Pumamarka, Urubamba, Archäologische Stätte im Urubamba-Tal, Peru
Pumamarka ist eine archäologische Stätte im Urubamba-Tal, die an der Vereinigung zweier Flüsse liegt und durch massive Steinmauern und landwirtschaftliche Terrassen gekennzeichnet ist. Die Anlage erstreckt sich über die Berghänge und zeigt ein durchdachtes Wassermanagement-System mit Kanälen und Bewässerungsstrukturen.

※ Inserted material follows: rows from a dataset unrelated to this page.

//! Outline extraction tests.

mod common;

use common::FontBuilder;
use textshape::{DrawFuncs, Face, Font};

#[derive(Default)]
struct Recorder {
    moves: usize,
    lines: usize,
    quads: usize,
    cubics: usize,
    closes: usize,
    points: Vec<(f32, f32)>,
    open: bool,
    balanced: bool,
}

impl Recorder {
    fn new() -> Self {
        Recorder { balanced: true, ..Recorder::default() }
    }
}

impl DrawFuncs for Recorder {
    fn move_to(&mut self, x: f32, y: f32) {
        if self.open {
            self.balanced = false;
        }
        self.open = true;
        self.moves += 1;
        self.points.push((x, y));
    }

    fn line_to(&mut self, x: f32, y: f32) {
        if !self.open {
            self.balanced = false;
        }
        self.lines += 1;
        self.points.push((x, y));
    }

    fn quad_to(&mut self, _fx: f32, _fy: f32, cx: f32, cy: f32, x: f32, y: f32) {
        if !self.open {
            self.balanced = false;
        }
        self.quads += 1;
        self.points.push((cx, cy));
        self.points.push((x, y));
    }

    fn cubic_to(&mut self, _c1x: f32, _c1y: f32, _c2x: f32, _c2y: f32, x: f32, y: f32) {
        if !self.open {
            self.balanced = false;
        }
        self.cubics += 1;
        self.points.push((x, y));
    }

    fn close_path(&mut self) {
        if !self.open {
            self.balanced = false;
        }
        self.open = false;
        self.closes += 1;
    }
}

#[test]
fn square_outline_is_closed() {
    let data = FontBuilder::new(3).square_outlines().build();
    let face = Face::from_slice(&data, 0).unwrap();
    let font = Font::new(&face);

    let mut rec = Recorder::new();
    assert!(font.draw_glyph(1, &mut rec));

    assert_eq!(rec.moves, 1);
    assert_eq!(rec.closes, 1);
    assert!(rec.balanced);
    assert!(!rec.open);
    assert!(rec.lines >= 3);
}

#[test]
fn empty_glyph_draws_nothing() {
    let data = FontBuilder::new(3).square_outlines().build();
    let face = Face::from_slice(&data, 0).unwrap();
    let font = Font::new(&face);

    let mut rec = Recorder::new();
    // .notdef has no outline in the synthesized font.
    font.draw_glyph(0, &mut rec);
    assert_eq!(rec.moves, 0);
    assert_eq!(rec.closes, 0);
}

#[test]
fn scaling_applies_to_outline() {
    let data = FontBuilder::new(3).square_outlines().build();
    let face = Face::from_slice(&data, 0).unwrap();
    let mut font = Font::new(&face);
    font.set_scale(2000, 2000); // 2x the 1000 upem

    let mut rec = Recorder::new();
    assert!(font.draw_glyph(1, &mut rec));

    let max_x = rec.points.iter().map(|p| p.0).fold(0.0f32, f32::max);
    assert!((max_x - 200.0).abs() < 0.01);
}

#[test]
fn synthetic_slant_shears_outline() {
    let data = FontBuilder::new(3).square_outlines().build();
    let face = Face::from_slice(&data, 0).unwrap();
    let mut font = Font::new(&face);
    font.set_synthetic_slant(0.5);

    let mut rec = Recorder::new();
    assert!(font.draw_glyph(1, &mut rec));

    // The top edge (y=100) shifts right by slant * y.
    let top_max_x = rec
        .points
        .iter()
        .filter(|p| (p.1 - 100.0).abs() < 0.01)
        .map(|p| p.0)
        .fold(0.0f32, f32::max);
    assert!((top_max_x - 150.0).abs() < 0.01);
}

Das Ayamarca-Volk errichtete Pumamarka vor der Ankunft der Inca und integrierte Elemente aus den Kulturen der Hochebene in seine Architektur. Die Stätte spiegelt die Entwicklung von Baupraktiken wider, die in den Anden über Generationen hinweg perfektioniert wurden.
Der Name Pumamarka verbindet Aymara und Quechua und bedeutet Pumadorf, ein Zeichen für die sprachliche Vielfalt alter Andenkulturen. Besucher können diese Namensgebung in den lokalen Führungen erfahren, die die Verbindung zwischen Sprache und Landschaft erklären.
Der Ort ist nach einer mehrstündigen Wanderung vom Distrikt Ollantaytambo erreichbar, für die festes Schuhwerk und Wasser notwendig sind. Geführte Touren bieten den besten Zugang, da lokale Guides den Weg kennen und zusätzliche Informationen zur Stätte vermitteln.
An diesem Ort finden Besucher Hinweise auf alte Kultstätten, wo während geführter Wanderungen noch heute traditionelle Angebote an Pachamama, die Erdmutter, stattfinden. Diese Praktiken zeigen, wie Andenbewohner ihre präkolumbischen Traditionen über Jahrhunderte bewahrt haben.